Tuesday, March 26, 2013

Baseball Happens

Baseball is the only sport I miss when it's gone. I'm excited when football returns in the fall, but I never pine for it between the Super Bowl and Week One. I'm happy when I'm reminded--usually on a monthly basis--that Premier League soccer is a thing, even if I'm destined to quit focusing at the end of the weekend. Only baseball carries any consistent twangs of nostalgia for me.

It features none of the apocalyptic melodrama that football embarrassingly thrusts at the viewer every week. It doesn't require the energy commitments that an American soccer fan has to make just to keep up. Baseball doesn't pressure the fan; the fan pressures herself. A fan doesn't have to apportion time and energy for baseball, though she's more than welcome to. And the fan don't have to dig through the weeds of history and statistics to understand the game, though that effort is often its own significant reward

Baseball happens. At a slow, comforting pace in the middle of summer, it is punctuated by fleeting moments of genuine excitement that refuse to be predicted or promised.

It's my opinion that Opening Day--less than a week away--is one of our greatest national holidays. Because I am a Cubs fan. And Opening Day is all I have.

This year can't be a lot worse than last: 61-101, the first 100-loss Cubs team since the mid-1960s. Hopeful Cubs fans (read: older generations that weren't raised on years of teasingly competitive teams) will point out that that debacle preceded the fabled 1969 team. With respect to the poetic, cyclical nature of the sport, once does not establish a pattern. And, anyway, things didn't exactly end well for that '69 squad*. But things are looking up. The Cubs have good, promising talent in Starlin Castro, Anthony Rizzo, and Jorge Soler. The only remaining bloated contract is Soriano's; he might be good for a veteran presence in the clubhouse, anyway.

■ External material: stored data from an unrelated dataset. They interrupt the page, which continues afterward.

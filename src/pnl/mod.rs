// Profit and loss reporting
use serde::Serialize;
use std::time::Duration;

use crate::execution::TradingState;
use crate::models::BalanceSnapshot;

/// Portfolio valuation at one point in time
#[derive(Debug, Clone, Copy, PartialEq, Serialize)]
pub struct ProfitReport {
    /// Quote balance plus base balance marked at the current price
    pub unrealized_total: f64,
    /// `unrealized_total - initial_quote_capital + realized_pnl`
    pub total_profit: f64,
    pub realized_pnl: f64,
}

#[derive(Debug, Clone, Copy)]
pub struct PnlTracker {
    initial_quote_capital: f64,
}

impl PnlTracker {
    pub fn new(initial_quote_capital: f64) -> Self {
        Self {
            initial_quote_capital,
        }
    }

    pub fn report(
        &self,
        balances: &BalanceSnapshot,
        current_price: f64,
        state: &TradingState,
    ) -> ProfitReport {
        let unrealized_total =
            balances.quote_asset_total + balances.base_asset_total * current_price;

        let total_profit = unrealized_total - self.initial_quote_capital + state.realized_pnl;

        ProfitReport {
            unrealized_total,
            total_profit,
            realized_pnl: state.realized_pnl,
        }
    }
}

/// Final accounting for a run, logged on shutdown
#[derive(Debug, Clone, Copy, PartialEq, Serialize)]
pub struct RunSummary {
    pub runtime: Duration,
    pub cycles: u64,
    pub failed_cycles: u64,
    pub last_total_profit: Option<f64>,
    pub realized_pnl: f64,
}

impl RunSummary {
    pub fn runtime_minutes(&self) -> f64 {
        self.runtime.as_secs_f64() / 60.0
    }
}

impl std::fmt::Display for RunSummary {
    fn fmt(&self, f: &mut std::fmt::Formatter<'_>) -> std::fmt::Result {
        write!(
            f,
            "runtime {:.2} min, {} cycles ({} failed), realized P&L {:.2}",
            self.runtime_minutes(),
            self.cycles,
            self.failed_cycles,
            self.realized_pnl
        )?;
        if let Some(profit) = self.last_total_profit {
            write!(f, ", total profit {:.2}", profit)?;
        }
        Ok(())
    }
}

Overall, Epstein's doing a generally respectable job in the front office and the future is bright not bleak. But this is not the year. Maybe 2014.

So who do I like?
  • NL East: Washington
  • NL Central: Pittsburgh (sure, what the hell?)
  • NL West: Los Angeles 
  • NL Wild Cards: Atlanta, San Francisco 
  • AL East: Toronto 
  • AL Central: Detroit 
  • AL West: Anaheim 
  • AL Wild Cards: Tampa, Baltimore 
  • World Series: Anaheim over Washington 
Sorry to disappoint, Nats fans. You know who to blame.

*The fact that many Cubs fans still hold an ultimately heartbreaking season forty years gone as a high bar is as much a cause of the problem as it is a symptom.